A produção levou os troféus de Melhor Filme em Língua Não Inglesa e Melhor Ator em Filme de Drama, com Wagner Moura entrando para a história como o primeiro brasileiro a vencer a categoria de atuação dramática na cerimônia.
Ambientado nos anos 1970, em pleno período da ditadura militar, o filme acompanha um professor universitário que retorna ao Recife para reencontrar o filho mais novo, mesmo ciente dos riscos políticos que cercam sua trajetória. A obra chegou à premiação com três indicações e ainda concorreu ao prêmio principal de Melhor Filme Dramático.
Viva o cinema nacional
Ao receber o prêmio, Wagner Moura destacou o peso simbólico da produção. “É um filme sobre memória, trauma geracional e valores. Se o trauma pode ser herdado, os valores também podem”, afirmou, dedicando a conquista ao público brasileiro e celebrando a cultura nacional.

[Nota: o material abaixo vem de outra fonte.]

//! SMB2 Session Setup messages

use super::common::{ensure_len, expect_structure_size, header_relative, SmbMessage};
use crate::error::Result;
use crate::protocol::smb2_constants::{structure_size, SecurityMode, SMB2_HEADER_SIZE};
use bitflags::bitflags;
use byteorder::{LittleEndian, ReadBytesExt, WriteBytesExt};
use std::io::Cursor;

bitflags! {
    /// SessionFlags of a session setup response
    #[derive(Debug, Clone, Copy, PartialEq, Eq)]
    pub struct SessionFlags: u16 {
        const IS_GUEST = 0x0001;
        const IS_NULL = 0x0002;
        const ENCRYPT_DATA = 0x0004;
    }
}

/// SMB2 SessionSetup Request
#[derive(Debug, Clone, PartialEq, Eq)]
pub struct Smb2SessionSetupRequest {
    pub flags: u8,
    pub security_mode: SecurityMode,
    pub previous_session_id: u64,
    pub security_blob: Vec<u8>,
}

impl Smb2SessionSetupRequest {
    const SECURITY_BUFFER_OFFSET: u16 = (SMB2_HEADER_SIZE + 24) as u16;

    pub fn new(security_blob: Vec<u8>) -> Self {
        Self {
            flags: 0,
            security_mode: SecurityMode::SIGNING_ENABLED,
            previous_session_id: 0,
            security_blob,
        }
    }
}

impl SmbMessage for Smb2SessionSetupRequest {
    fn parse(buf: &[u8]) -> Result<Self> {
        ensure_len(buf, 24, "SessionSetup request")?;
        let mut cursor = Cursor::new(buf);
        expect_structure_size(
            &mut cursor,
            structure_size::SESSION_SETUP_REQUEST,
            "session setup request",
        )?;

        let flags = cursor.read_u8()?;
        let security_mode = SecurityMode::from_bits_truncate(u16::from(cursor.read_u8()?));
        let _capabilities = cursor.read_u32::<LittleEndian>()?;
        let _channel = cursor.read_u32::<LittleEndian>()?;
        let security_buffer_offset = cursor.read_u16::<LittleEndian>()?;
        let security_buffer_length = cursor.read_u16::<LittleEndian>()?;
        let previous_session_id = cursor.read_u64::<LittleEndian>()?;

        let security_blob = header_relative(
            buf,
            security_buffer_offset as usize,
            security_buffer_length as usize,
            "SessionSetup security",
        )?
        .to_vec();

        Ok(Self {
            flags,
            security_mode,
            previous_session_id,
            security_blob,
        })
    }

    fn serialize(&self) -> Result<Vec<u8>> {
        let mut buf = Vec::with_capacity(24 + self.security_blob.len());
        buf.write_u16::<LittleEndian>(structure_size::SESSION_SETUP_REQUEST)?;
        buf.write_u8(self.flags)?;
        buf.write_u8(self.security_mode.bits() as u8)?;
        buf.write_u32::<LittleEndian>(0)?;
        buf.write_u32::<LittleEndian>(0)?;
        buf.write_u16::<LittleEndian>(Self::SECURITY_BUFFER_OFFSET)?;
        buf.write_u16::<LittleEndian>(self.security_blob.len() as u16)?;
        buf.write_u64::<LittleEndian>(self.previous_session_id)?;
        buf.extend_from_slice(&self.security_blob);
        Ok(buf)
    }
}

/// SMB2 SessionSetup Response
#[derive(Debug, Clone, PartialEq, Eq)]
pub struct Smb2SessionSetupResponse {
    pub session_flags: SessionFlags,
    pub security_blob: Vec<u8>,
}

impl Smb2SessionSetupResponse {
    const SECURITY_BUFFER_OFFSET: u16 = (SMB2_HEADER_SIZE + 8) as u16;

    pub fn new(security_blob: Vec<u8>) -> Self {
        Self {
            session_flags: SessionFlags::empty(),
            security_blob,
        }
    }
}

impl SmbMessage for Smb2SessionSetupResponse {
    fn parse(buf: &[u8]) -> Result<Self> {
        ensure_len(buf, 8, "SessionSetup response")?;
        let mut cursor = Cursor::new(buf);
        expect_structure_size(
            &mut cursor,
            structure_size::SESSION_SETUP_RESPONSE,
            "session setup response",
        )?;

        let session_flags = SessionFlags::from_bits_truncate(cursor.read_u16::<LittleEndian>()?);
        let security_buffer_offset = cursor.read_u16::<LittleEndian>()?;
        let security_buffer_length = cursor.read_u16::<LittleEndian>()?;

        let security_blob = header_relative(
            buf,
            security_buffer_offset as usize,
            security_buffer_length as usize,
            "SessionSetup security",
        )?
        .to_vec();

        Ok(Self {
            session_flags,
            security_blob,
        })
    }

    fn serialize(&self) -> Result<Vec<u8>> {
        let mut buf = Vec::with_capacity(8 + self.security_blob.len());
        buf.write_u16::<LittleEndian>(structure_size::SESSION_SETUP_RESPONSE)?;
        buf.write_u16::<LittleEndian>(self.session_flags.bits())?;
        buf.write_u16::<LittleEndian>(Self::SECURITY_BUFFER_OFFSET)?;
        buf.write_u16::<LittleEndian>(self.security_blob.len() as u16)?;
        if self.security_blob.is_empty() {
            buf.push(0);
        } else {
            buf.extend_from_slice(&self.security_blob);
        }
        Ok(buf)
    }
}

#[cfg(test)]
mod tests {
    use super::*;

    #[test]
    fn test_session_setup_request_blob_offset() {
        let request = Smb2SessionSetupRequest::new(b"NTLMSSP\0blob".to_vec());
        let bytes = request.serialize().unwrap();
        assert_eq!(&bytes[12..14], &88u16.to_le_bytes());
        assert_eq!(&bytes[24..], b"NTLMSSP\0blob");
        assert_eq!(Smb2SessionSetupRequest::parse(&bytes).unwrap(), request);
    }

    #[test]
    fn test_session_setup_response_blob() {
        let response = Smb2SessionSetupResponse::new(vec![9, 8, 7]);
        let parsed = Smb2SessionSetupResponse::parse(&response.serialize().unwrap()).unwrap();
        assert_eq!(parsed.security_blob, vec![9, 8, 7]);
    }
}
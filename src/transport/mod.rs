//! Transport layer for the SMB2 client
//!
//! Socket I/O only. Framing lives in [`crate::netbios`] and message
//! semantics in [`crate::protocol`], so both halves stay testable without
//! a network.

use crate::error::{Error, Result};
use std::time::Duration;
use tokio::net::TcpStream;
use tracing::debug;

pub mod tcp;

pub use tcp::{FrameReader, FrameWriter};

/// Open a TCP connection to `host:port`, giving up after `timeout`
pub async fn connect(host: &str, port: u16, timeout: Duration) -> Result<TcpStream> {
    debug!("Connecting to {}:{}", host, port);
    let stream = tokio::time::timeout(timeout, TcpStream::connect((host, port)))
        .await
        .map_err(|_| Error::Timeout(timeout))?
        .map_err(|e| Error::ConnectionError(format!("{}:{}: {}", host, port, e)))?;
    stream.set_nodelay(true)?;
    Ok(stream)
}

/// Split a connected stream into its framed halves
pub fn split(stream: TcpStream) -> (FrameReader, FrameWriter) {
    let (read_half, write_half) = stream.into_split();
    (FrameReader::new(read_half), FrameWriter::new(write_half))
}
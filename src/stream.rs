//! Byte-reader primitives shared by the container parsers.
//!
//! Both container walkers operate on any `Read + Seek` source. These helpers
//! cover the access patterns the walkers share, whole-field reads that fail
//! explicitly on a short read and length-based skips, so a partial field
//! never leaks to the caller.

use std::io::{Read, Seek, SeekFrom};

/// Read exactly `buf.len()` bytes, or report whether the stream was already
/// at end-of-file before any byte was consumed.
///
/// Returns `Ok(true)` when the buffer was filled, `Ok(false)` on a clean EOF
/// at the first byte. A short read after at least one byte is an error, since
/// it means a field was truncated mid-way.
pub fn read_exact_or_eof<R: Read>(reader: &mut R, buf: &mut [u8]) -> std::io::Result<bool> {
    let mut filled = 0;
    while filled < buf.len() {
        let n = reader.read(&mut buf[filled..])?;
        if n == 0 {
            if filled == 0 {
                return Ok(false);
            }
            return Err(std::io::Error::new(
                std::io::ErrorKind::UnexpectedEof,
                "stream ended inside a field",
            ));
        }
        filled += n;
    }
    Ok(true)
}

/// Read exactly `len` bytes into a new buffer.
pub fn read_bytes<R: Read>(reader: &mut R, len: usize) -> std::io::Result<Vec<u8>> {
    let mut buf = vec![0u8; len];
    reader.read_exact(&mut buf)?;
    Ok(buf)
}

/// Skip `len` bytes without copying them.
pub fn skip<R: Seek>(reader: &mut R, len: u64) -> std::io::Result<()> {
    reader.seek(SeekFrom::Current(len as i64))?;
    Ok(())
}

Na categoria de Melhor Ator, Moura superou nomes como Joel Edgerton, Oscar Isaac, Dwayne Johnson, Michael B. Jordan e Jeremy Allen White. Já o prêmio de Melhor Filme em Língua Não Inglesa representou a primeira vitória brasileira na categoria desde “Central do Brasil”, em 1999.
Moral com o diretor
O diretor Kleber Mendonça Filho também ressaltou o momento histórico, dedicando o prêmio aos jovens cineastas e reforçando a importância de seguir produzindo cinema em tempos desafiadores. “As melhores coisas acontecem quando você tem um grande ator e um grande amigo”, afirmou ao agradecer a parceria com Wagner Moura.
Comemoração brasileira
Após a cerimônia, a celebração seguiu em clima tipicamente brasileiro. Wagner Moura, Alice Carvalho e integrantes da equipe comemoraram a conquista em uma animada roda de samba, registrada nas redes sociais do diretor, ao som do clássico “Não Deixe o Samba Morrer”, de Alcione.